FRUTADOR | Decision 2775974

OPPOSITION No B 2 775 974

Anton Dürbeck GmbH, Hessenring 120, 61348 Bad Homburg, Germany (opponent), represented by Patentanwälte Dr. Knoblauch Partgmbb, Reuterweg 51-53, 60323 Frankfurt, Germany (professional representative)

a g a i n s t

Four Seasons Fruit Supply B.V., Gebroken Meeldijk 52, 2991 Vd Barendrecht, the Netherlands (applicant), represented by Novagraaf Nederland B.V., Hoogoorddreef 5, 1101 BA Amsterdam, The Netherlands (professional representative).

On 25/09/2017, the Opposition Division takes the following

DECISION:

1.        Opposition No B 2 775 974 is rejected in its entirety.

2.        The opponent bears the costs, fixed at EUR 300.

REASONS:

The opponent filed an opposition against some of the goods of European Union trade mark application No 15 589 195, namely against some of the goods in Class 31. The opposition is based on European Union trade mark registration No 46 813. The opponent invoked Article 8(1)(b) EUTMR.

FRUTASOL

FRUTADOR

Earlier trade mark

Contested sign

 

PROOF OF USE

In accordance with Article 42(2) and (3) EUTMR, if the applicant so requests, the opponent must furnish proof that, during the five-year period preceding the date of filing or, where applicable, the date of priority of the contested trade mark, the earlier trade mark has been put to genuine use in the territories in which it is protected in connection with the goods or services for which it is registered and which the opponent cites as justification for its opposition, or that there are proper reasons for non-use. The earlier mark is subject to the use obligation if, at that date, it has been registered for at least five years.

The same provision states that, in the absence of such proof, the opposition will be rejected.

The applicant requested that the opponent submit proof of use of European Union trade mark No 46 813.

The request was filed in due time and it is admissible given that the earlier trade mark was registered more than five years prior to the relevant date mentioned above.

On 29/05/2017 the opponent was given two months to file the requested proof of use.
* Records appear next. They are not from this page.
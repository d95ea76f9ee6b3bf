//! Registration descriptor exposed to the host platform.
//!
//! Metadata only: the host uses it to register the `kakao` connection type
//! and find the connector entry point.

use serde::Serialize;

/// Connector registration metadata.
#[derive(Debug, Clone, Serialize)]
#[serde(rename_all = "kebab-case")]
pub struct ProviderDescriptor {
    pub package_name: &'static str,
    pub name: &'static str,
    pub description: &'static str,
    pub versions: Vec<&'static str>,
    pub connection_types: Vec<ConnectionTypeDescriptor>,
}

/// One connection type the connector handles.
#[derive(Debug, Clone, Serialize)]
#[serde(rename_all = "kebab-case")]
pub struct ConnectionTypeDescriptor {
    pub connection_type: &'static str,
    pub hook: &'static str,
}

/// Descriptor for this connector.
pub fn provider_descriptor() -> ProviderDescriptor {
    ProviderDescriptor {
        package_name: "kako",
        name: "KakaoTalk",
        description: "A KakaoTalk messaging connector.",
        versions: vec![env!("CARGO_PKG_VERSION")],
        connection_types: vec![ConnectionTypeDescriptor {
            connection_type: "kakao",
            hook: "lib::channels::KakaoChannel",
        }],
    }
}

#[cfg(test)]
mod tests {
    use super::*;

    #[test]
    fn descriptor_serializes_kebab_case() {
        let json = serde_json::to_value(provider_descriptor()).expect("serialize");
        assert_eq!(json["package-name"], "kako");
        assert_eq!(
            json["connection-types"][0]["connection-type"],
            "kakao"
        );
    }
}
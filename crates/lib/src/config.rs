//! Configuration types and loading.
//!
//! Config is loaded from a JSON file (e.g. `~/.kako/config.json`) and
//! environment. Holds the Kakao connector settings and a connections table
//! for standalone use; a workflow host supplies its own connection storage.

use crate::connection::StoredConnection;
use anyhow::{Context, Result};
use serde::{Deserialize, Serialize};
use std::collections::HashMap;
use std::path::PathBuf;

/// Connection id used when none is configured or passed.
pub const DEFAULT_CONN_ID: &str = "kakao_default";

/// Top-level application config.
#[derive(Debug, Clone, Default, Serialize, Deserialize)]
#[serde(rename_all = "camelCase")]
pub struct Config {
    /// Kakao connector settings.
    #[serde(default)]
    pub kakao: KakaoConfig,

    /// Stored connections by id (login = REST API key, password = refresh
    /// token, extra = optional secrets JSON).
    #[serde(default)]
    pub connections: HashMap<String, StoredConnection>,
}

/// Kakao connector config.
#[derive(Debug, Clone, Serialize, Deserialize)]
#[serde(rename_all = "camelCase")]
pub struct KakaoConfig {
    /// Connection id to resolve credentials from (default "kakao_default").
    #[serde(default = "default_conn_id")]
    pub conn_id: String,

    /// Direct access token. Overridden by KAKAO_ACCESS_TOKEN env. When set,
    /// no token refresh call is made.
    pub token: Option<String>,
}

fn default_conn_id() -> String {
    DEFAULT_CONN_ID.to_string()
}

impl Default for KakaoConfig {
    fn default() -> Self {
        Self {
            conn_id: default_conn_id(),
            token: None,
        }
    }
}

/// Resolve the direct access token: env KAKAO_ACCESS_TOKEN overrides config.
pub fn resolve_kakao_token(config: &Config) -> Option<String> {
    std::env::var("KAKAO_ACCESS_TOKEN")
        .ok()
        .and_then(|s| {
            let t = s.trim();
            if t.is_empty() {
                None
            } else {
                Some(t.to_string())
            }
        })
        .or_else(|| {
            config
                .kakao
                .token
                .as_ref()
                .map(|s| s.trim().to_string())
                .filter(|s| !s.is_empty())
        })
}

/// Resolve config path from env or default.
pub fn default_config_path() -> PathBuf {
    std::env::var("KAKO_CONFIG_PATH").map(PathBuf::from).unwrap_or_else(|_| {
        dirs::home_dir()
            .map(|h| h.join(".kako").join("config.json"))
            .unwrap_or_else(|| PathBuf::from("config.json"))
    })
}

/// Load config from the default path (or KAKO_CONFIG_PATH). Missing file =>
/// default config. Returns the config and the path that was used.
pub fn load_config(path: Option<PathBuf>) -> Result<(Config, PathBuf)> {
    let path = path.unwrap_or_else(default_config_path);
    let config = if !path.exists() {
        log::debug!("config file not found, using defaults: {}", path.display());
        Config::default()
    } else {
        let s = std::fs::read_to_string(&path)
            .with_context(|| format!("reading config from {}", path.display()))?;
        serde_json::from_str(&s)
            .with_context(|| format!("parsing config from {}", path.display()))?
    };
    Ok((config, path))
}
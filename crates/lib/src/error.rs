//! Connector error kinds. Each maps to a distinct failure stage so callers
//! can tell a config problem from a wire problem.

/// Errors surfaced by the Kakao connector.
#[derive(Debug, thiserror::Error)]
pub enum KakaoError {
    /// Missing connection id, or the stored connection lacks a client id
    /// (login) or refresh token (password). Raised before any HTTP call.
    #[error("kakao auth not configured: {0}")]
    AuthConfig(String),

    /// The refresh-token exchange failed: transport error, non-2xx status,
    /// or no access_token in the response.
    #[error("kakao token refresh failed: {0}")]
    TokenRefresh(String),

    /// Message params carry neither text nor a usable template_object.
    /// Detected before any network activity.
    #[error("invalid message params: {0}")]
    InvalidMessage(String),

    /// A send call failed at the HTTP level. Batches already delivered
    /// stay delivered; remaining batches are not attempted.
    #[error("kakao send failed: {0}")]
    Dispatch(String),
}
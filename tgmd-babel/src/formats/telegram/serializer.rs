//! Telegram serialization (document tree → MarkdownV2 export)
//!
//! Pipeline: Document → post-order walk → per-node rules → trimmed string.
//! Children are always fully rendered before their parent's rule runs.

use super::fragment::Fragment;
use super::rules::{Rendered, TelegramOptions, Translator};
use crate::common::code::{CodeFormatter, DefaultCodeFormatter};
use crate::common::links::{LinkResolver, NoResolver};
use crate::common::source::SourceAccessor;
use crate::ir::nodes::{Document, Node};

static NO_RESOLVER: NoResolver = NoResolver;
static DEFAULT_FORMATTER: DefaultCodeFormatter = DefaultCodeFormatter {
    preserve_indentation: false,
};

/// Serialize a document with default options and collaborators.
pub fn serialize_to_telegram(doc: &Document) -> String {
    let options = TelegramOptions::default();
    Exporter::new(&options).export(doc)
}

/// Walks a document tree and applies the translation rules bottom-up.
pub struct Exporter<'a> {
    options: &'a TelegramOptions,
    resolver: &'a dyn LinkResolver,
    formatter: &'a dyn CodeFormatter,
}

impl<'a> Exporter<'a> {
    /// Exporter with no link resolution and the default code formatter.
    pub fn new(options: &'a TelegramOptions) -> Self {
        Exporter {
            options,
            resolver: &NO_RESOLVER,
            formatter: &DEFAULT_FORMATTER,
        }
    }

    pub fn with_resolver(mut self, resolver: &'a dyn LinkResolver) -> Self {
        self.resolver = resolver;
        self
    }

    pub fn with_formatter(mut self, formatter: &'a dyn CodeFormatter) -> Self {
        self.formatter = formatter;
        self
    }

    pub fn export(&self, doc: &Document) -> String {
        tracing::debug!(
            top_level_nodes = doc.children.len(),
            escape = self.options.escape.enabled,
            "Exporting document to MarkdownV2"
        );
        let source = doc.source.as_ref().map(|s| s as &dyn SourceAccessor);
        let translator = Translator::new(self.options, self.resolver, self.formatter, source);
        let body = render_all(&translator, &doc.children);
        translator.finish(body)
    }
}

fn render_all(translator: &Translator<'_>, nodes: &[Node]) -> Fragment {
    nodes
        .iter()
        .filter_map(|node| render(translator, node))
        .collect()
}

fn render(translator: &Translator<'_>, node: &Node) -> Option<Fragment> {
    let content = render_all(translator, node.children());
    let title = match node {
        Node::Heading(heading) => render_all(translator, &heading.title),
        _ => Fragment::new(),
    };
    let fragment = translator.translate(node, Rendered { content, title });
    if fragment.is_none() {
        tracing::trace!(kind = node.kind(), "Node produced no output");
    }
    fragment
}

#[cfg(test)]
mod tests {
    use super::*;
    use crate::common::links::StandardResolver;
    use crate::ir::nodes::{Heading, Link};

    fn paragraph(children: Vec<Node>) -> Node {
        Node::Paragraph { children }
    }

    #[test]
    fn test_text_escaped_once_through_nesting() {
        let doc = Document::new(vec![paragraph(vec![
            Node::text("1.5 "),
            Node::Bold {
                children: vec![Node::Italic {
                    children: vec![Node::text("x-y")],
                }],
            },
        ])]);

        assert_eq!(serialize_to_telegram(&doc), "1\\.5 **__x\\-y__**");
    }

    #[test]
    fn test_empty_paragraphs_dropped() {
        let doc = Document::new(vec![
            paragraph(vec![Node::text("one")]),
            paragraph(vec![Node::text("   ")]),
            paragraph(vec![Node::text("two")]),
        ]);

        assert_eq!(serialize_to_telegram(&doc), "one\n\ntwo");
    }

    #[test]
    fn test_heading_title_rendered_separately() {
        let doc = Document::new(vec![Node::Heading(Heading {
            level: 2,
            title: vec![Node::text("A "), Node::Code {
                value: Some("b".to_string()),
            }],
            children: vec![Node::Section {
                children: vec![paragraph(vec![Node::text("Body.")])],
            }],
        })]);

        assert_eq!(serialize_to_telegram(&doc), "## **A `b`**\n\nBody\\.");
    }

    #[test]
    fn test_bare_link_escaped_by_enclosing_paragraph() {
        let doc = Document::new(vec![paragraph(vec![
            Node::text("See "),
            Node::Link(Link::new("https", "//example.com")),
        ])]);

        assert_eq!(serialize_to_telegram(&doc), "See https://example\\.com");
    }

    #[test]
    fn test_custom_resolver() {
        let options = TelegramOptions::default();
        let resolver = StandardResolver::new().with_target("custom-id:faq", "https://t.me/c/1/9");
        let doc = Document::new(vec![paragraph(vec![Node::Link(
            Link::new("custom-id", "faq").with_description(vec![Node::text("FAQ")]),
        )])]);

        let out = Exporter::new(&options).with_resolver(&resolver).export(&doc);
        assert_eq!(out, "[FAQ](https://t.me/c/1/9)");
    }

    #[test]
    fn test_empty_document() {
        assert_eq!(serialize_to_telegram(&Document::default()), "");
    }
}
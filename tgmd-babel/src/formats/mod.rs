//! Format implementations
//!
//! This module contains the formats documents can be read from and written to.

pub mod telegram;
pub mod tree_json;

pub use telegram::{TelegramFormat, TelegramOptions};
pub use tree_json::TreeJsonFormat;
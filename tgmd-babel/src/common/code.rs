//! Source block formatting.
//!
//! Turns the literal value of a source or example block into the text that
//! goes inside the code fence. Escaping happens afterwards, in the exporter.

use crate::ir::nodes::CodeBlock;

/// Formats the lines of a code block before they are escaped.
pub trait CodeFormatter: Send + Sync {
    fn format(&self, block: &CodeBlock) -> String;
}

/// Removes common indentation and trailing blank lines, and numbers lines
/// when the block asks for it.
#[derive(Debug, Clone, Copy, Default)]
pub struct DefaultCodeFormatter {
    /// Keep indentation even for blocks that don't set `preserve_indent`.
    pub preserve_indentation: bool,
}

impl CodeFormatter for DefaultCodeFormatter {
    fn format(&self, block: &CodeBlock) -> String {
        let Some(value) = block.value.as_deref() else {
            return String::new();
        };
        let value = value.trim_end();
        let mut lines: Vec<&str> = value.lines().collect();
        // Leading blank lines carry no content.
        while lines.first().is_some_and(|l| l.trim().is_empty()) {
            lines.remove(0);
        }

        let lines = if self.preserve_indentation || block.preserve_indent {
            lines
        } else {
            dedent(&lines)
        };

        match block.number_lines {
            Some(start) => number_lines(&lines, start),
            None => lines.join("\n"),
        }
    }
}

/// Strip the smallest indentation shared by all non-blank lines.
fn dedent<'a>(lines: &[&'a str]) -> Vec<&'a str> {
    let min_indent = lines
        .iter()
        .filter(|line| !line.trim().is_empty())
        .map(|line| line.len() - line.trim_start().len())
        .min()
        .unwrap_or(0);

    lines
        .iter()
        .map(|&line| line.get(min_indent..).unwrap_or_else(|| line.trim_start()))
        .collect()
}

/// Prefix each line with its number, right-aligned to the widest one.
fn number_lines(lines: &[&str], start: usize) -> String {
    let last = start.saturating_add(lines.len().saturating_sub(1));
    let width = last.to_string().len();
    lines
        .iter()
        .enumerate()
        .map(|(i, line)| format!("{:>width$}  {line}", start.saturating_add(i)))
        .collect::<Vec<_>>()
        .join("\n")
}

#[cfg(test)]
mod tests {
    use super::*;

    fn format(block: CodeBlock) -> String {
        DefaultCodeFormatter::default().format(&block)
    }

    #[test]
    fn test_missing_value_is_empty() {
        assert_eq!(format(CodeBlock::default()), "");
    }

    #[test]
    fn test_common_indent_removed() {
        let block = CodeBlock::new("    fn main() {\n        run();\n    }\n\n");
        assert_eq!(format(block), "fn main() {\n    run();\n}");
    }

    #[test]
    fn test_blank_lines_do_not_limit_dedent() {
        let block = CodeBlock::new("\n  a\n\n  b\n");
        assert_eq!(format(block), "a\n\nb");
    }

    #[test]
    fn test_preserve_indent() {
        let mut block = CodeBlock::new("  a\n    b");
        block.preserve_indent = true;
        assert_eq!(format(block), "  a\n    b");

        let formatter = DefaultCodeFormatter {
            preserve_indentation: true,
        };
        assert_eq!(formatter.format(&CodeBlock::new("  a")), "  a");
    }

    #[test]
    fn test_numbered_lines() {
        let mut block = CodeBlock::new("a\nb\nc");
        block.number_lines = Some(9);
        assert_eq!(format(block), " 9  a\n10  b\n11  c");
    }

    #[test]
    fn test_numbered_lines_saturate_at_max() {
        let mut block = CodeBlock::new("a\nb");
        block.number_lines = Some(usize::MAX);
        let max = usize::MAX.to_string();
        assert_eq!(format(block), format!("{max}  a\n{max}  b"));
    }
}
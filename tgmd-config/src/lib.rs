//! Shared configuration loader for the tgmd toolchain.
//!
//! `defaults/tgmd.default.toml` is embedded into every binary so that docs and
//! runtime behavior stay in sync. Applications layer user-specific files on top
//! of those defaults via [`Loader`] before deserializing into [`TgmdConfig`].

use config::builder::DefaultState;
use config::{Config, ConfigBuilder, ConfigError, File, FileFormat, ValueKind};
use serde::Deserialize;
use std::path::Path;
use tgmd_babel::common::code::DefaultCodeFormatter;
use tgmd_babel::common::links::StandardResolver;
use tgmd_babel::formats::telegram::{EscapeConfig, TelegramFormat, TelegramOptions};

const DEFAULT_TOML: &str = include_str!("../defaults/tgmd.default.toml");

/// Top-level configuration consumed by tgmd applications.
#[derive(Debug, Clone, Deserialize)]
pub struct TgmdConfig {
    pub export: ExportConfig,
    pub links: LinksConfig,
    pub code: CodeConfig,
}

#[derive(Debug, Clone, Deserialize)]
pub struct ExportConfig {
    pub escape: bool,
}

/// Link handling: which types are network links and where internal ones point.
#[derive(Debug, Clone, Deserialize)]
pub struct LinksConfig {
    pub network_schemes: Vec<String>,
    #[serde(default)]
    pub targets: Vec<LinkTarget>,
}

#[derive(Debug, Clone, PartialEq, Eq, Deserialize)]
pub struct LinkTarget {
    pub key: String,
    pub path: String,
}

#[derive(Debug, Clone, Deserialize)]
pub struct CodeConfig {
    pub preserve_indentation: bool,
}

impl From<&TgmdConfig> for TelegramOptions {
    fn from(config: &TgmdConfig) -> Self {
        TelegramOptions {
            escape: EscapeConfig {
                enabled: config.export.escape,
            },
            network_schemes: config.links.network_schemes.clone(),
        }
    }
}

impl From<&LinksConfig> for StandardResolver {
    fn from(config: &LinksConfig) -> Self {
        StandardResolver::new().with_targets(
            config
                .targets
                .iter()
                .map(|target| (target.key.clone(), target.path.clone())),
        )
    }
}

impl From<&CodeConfig> for DefaultCodeFormatter {
    fn from(config: &CodeConfig) -> Self {
        DefaultCodeFormatter {
            preserve_indentation: config.preserve_indentation,
        }
    }
}

impl TgmdConfig {
    /// A telegram format carrying every configured knob.
    pub fn telegram_format(&self) -> TelegramFormat {
        TelegramFormat::new(self.into())
            .with_resolver((&self.links).into())
            .with_formatter((&self.code).into())
    }
}

/// Helper for layering user overrides over the built-in defaults.
#[derive(Debug, Clone)]
pub struct Loader {
    builder: ConfigBuilder<DefaultState>,
}

impl Loader {
    /// Start a loader seeded with the embedded defaults.
    pub fn new() -> Self {
        let builder = Config::builder().add_source(File::from_str(DEFAULT_TOML, FileFormat::Toml));
        Self { builder }
    }

    /// Layer a configuration file. Missing files trigger an error.
    pub fn with_file(mut self, path: impl AsRef<Path>) -> Self {
        let source = File::from(path.as_ref())
            .format(FileFormat::Toml)
            .required(true);
        self.builder = self.builder.add_source(source);
        self
    }

    /// Layer an optional configuration file (ignored if the file is absent).
    pub fn with_optional_file(mut self, path: impl AsRef<Path>) -> Self {
        let source = File::from(path.as_ref())
            .format(FileFormat::Toml)
            .required(false);
        self.builder = self.builder.add_source(source);
        self
    }

    /// Apply a single key/value override (useful for CLI settings).
    pub fn set_override<I>(mut self, key: &str, value: I) -> Result<Self, ConfigError>
    where
        I: Into<ValueKind>,
    {
        self.builder = self.builder.set_override(key, value)?;
        Ok(self)
    }

    /// Finalize the builder and deserialize the resulting configuration.
    pub fn build(self) -> Result<TgmdConfig, ConfigError> {
        self.builder.build()?.try_deserialize()
    }
}

impl Default for Loader {
    fn default() -> Self {
        Self::new()
    }
}

/// Convenience helper for callers that only need the defaults.
pub fn load_defaults() -> Result<TgmdConfig, ConfigError> {
    Loader::new().build()
}
//! Whole-document export tests

use super::{paragraph, text};
use insta::assert_snapshot;
use tgmd_babel::format::Format;
use tgmd_babel::formats::telegram::{serialize_to_telegram, Exporter, TelegramFormat, TelegramOptions};
use tgmd_babel::formats::tree_json::TreeJsonFormat;
use tgmd_babel::ir::nodes::{CodeBlock, Document, Heading, Node};

const KITCHENSINK: &str = include_str!("fixtures/kitchensink.json");

fn kitchensink() -> Document {
    TreeJsonFormat.parse(KITCHENSINK).expect("fixture to parse")
}

#[test]
fn test_kitchensink() {
    let out = TelegramFormat::default().serialize(&kitchensink()).unwrap();

    assert_snapshot!(out, @r#"
# **Weekly notes \(v2\)**

Status: **done**, __mostly__ & __checked__ \- ~~late~~\.

`a\_b` and verbatim `x\*y`

## **Links**

https://example\.com \| [notes](file:///tmp/notes.txt)
intro

```
let x \= 1;
x \+ 1
```

```
| name | qty |
|------+-----|
| a.b  | 1   |
```

###### **Deep**
"#);
}

#[test]
fn test_kitchensink_without_escaping() {
    let format = TelegramFormat::new(TelegramOptions::default().with_escape(false));
    let out = format.serialize(&kitchensink()).unwrap();

    assert!(out.starts_with("# **Weekly notes (v2)**\n\n"));
    assert!(out.contains("Status: **done**, __mostly__ & __checked__ - ~~late~~."));
    assert!(out.contains("`a_b` and verbatim `x*y`"));
    assert!(out.contains("```\nlet x = 1;\nx + 1\n```"));
    // table text is never escaped, so it is the same in both modes
    assert!(out.contains("| a.b  | 1   |"));
}

#[test]
fn test_output_has_no_surrounding_whitespace() {
    let out = TelegramFormat::default().serialize(&kitchensink()).unwrap();
    assert_eq!(out, out.trim());
}

#[test]
fn test_entities_normalized_in_text() {
    let doc = Document::new(vec![paragraph(vec![text(
        "&ldquo;Fish &amp; chips&rdquo; &lt;3",
    )])]);

    assert_eq!(serialize_to_telegram(&doc), "\"Fish & chips\" <3");
}

#[test]
fn test_nested_emphasis_escaped_once() {
    let doc = Document::new(vec![paragraph(vec![Node::StrikeThrough {
        children: vec![
            text("a.b "),
            Node::Bold {
                children: vec![Node::Underline {
                    children: vec![text("c!d")],
                }],
            },
        ],
    }])]);

    assert_eq!(serialize_to_telegram(&doc), "~~a\\.b **__c\\!d__**~~");
}

#[test]
fn test_sections_are_transparent() {
    let doc = Document::new(vec![Node::Heading(Heading {
        level: 3,
        title: vec![text("Plan")],
        children: vec![Node::Section {
            children: vec![
                paragraph(vec![text("one")]),
                Node::Section {
                    children: vec![paragraph(vec![text("two")])],
                },
            ],
        }],
    })]);

    assert_snapshot!(serialize_to_telegram(&doc), @r"
### **Plan**

one

two
");
}

#[test]
fn test_example_block_numbered_lines() {
    let block = CodeBlock {
        value: Some("a\nb\nc\n".to_string()),
        number_lines: Some(9),
        ..Default::default()
    };
    let doc = Document::new(vec![Node::ExampleBlock(block)]);

    assert_eq!(
        serialize_to_telegram(&doc),
        "```\n 9  a\n10  b\n11  c\n```"
    );
}

#[test]
fn test_top_level_text_escaped_once() {
    let doc = Document::new(vec![text("  1.5 * 2  ")]);
    assert_eq!(serialize_to_telegram(&doc), "1\\.5 \\* 2");
}

#[test]
fn test_text_in_sections_and_heading_bodies_escaped() {
    let doc = Document::new(vec![
        Node::Section {
            children: vec![text("v1.0 (beta)!")],
        },
        Node::Heading(Heading {
            level: 2,
            title: vec![text("Notes")],
            children: vec![
                text("a-b "),
                Node::Bold {
                    children: vec![text("c.d")],
                },
            ],
        }),
    ]);

    assert_eq!(
        serialize_to_telegram(&doc),
        "v1\\.0 \\(beta\\)\\!## **Notes**\n\na\\-b **c\\.d**"
    );
}

#[test]
fn test_huge_line_number_start_does_not_panic() {
    let json = r#"{"children": [
        {"type": "src-block", "value": "a\nb", "number_lines": 18446744073709551615}
    ]}"#;
    let doc = TreeJsonFormat.parse(json).unwrap();
    let max = usize::MAX.to_string();

    assert_eq!(
        serialize_to_telegram(&doc),
        format!("```\n{max}  a\n{max}  b\n```")
    );
}

#[test]
fn test_exporter_reused_across_documents() {
    let options = TelegramOptions::default();
    let exporter = Exporter::new(&options);

    let first = Document::new(vec![paragraph(vec![text("a.")])]);
    let second = Document::new(vec![paragraph(vec![text("b!")])]);

    assert_eq!(exporter.export(&first), "a\\.");
    assert_eq!(exporter.export(&second), "b\\!");
    assert_eq!(exporter.export(&first), "a\\.");
}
The opponent did not furnish any evidence concerning the use of the earlier trade mark on which the opposition is based. It did not argue that there were proper reasons for non-use either.

According to Rule 22(2) EUTMIR, if the opposing party does not provide such proof before the time limit expires, the Office will reject the opposition.

Therefore, the opposition must be rejected pursuant to Article 42(2) EUTMR and Rule 22(2) EUTMIR.

COSTS

According to Article 85(1) EUTMR, the losing party in opposition proceedings must bear the fees and costs incurred by the other party.

Since the opponent is the losing party, it must bear the costs incurred by the applicant in the course of these proceedings.

According to Rule 94(3) and Rule 94(7)(d)(ii) EUTMIR, the costs to be paid to the applicant are the costs of representation which are to be fixed on the basis of the maximum rate set therein.

The Opposition Division

Gregor SCHNEIDER

Birgit FILTENBORG

Michele M.

BENEDETTI-ALOISI

According to Article 59 EUTMR, any party adversely affected by this decision has a right to appeal against this decision. According to Article 60 EUTMR, notice of appeal must be filed in writing at the Office within two months of the date of notification of this decision. It must be filed in the language of the proceedings in which the decision subject to appeal was taken. Furthermore, a written statement of the grounds of appeal must be filed within four months of the same date. The notice of appeal will be deemed to be filed only when the appeal fee of EUR 720 has been paid.

The amount determined in the fixation of the costs may only be reviewed by a decision of the Opposition Division on request. According to Rule 94(4) EUTMIR, such a request must be filed within one month from the date of notification of this fixation of costs and will be deemed to be filed only when the review fee of EUR 100 (Annex I A(33) EUTMR) has been paid.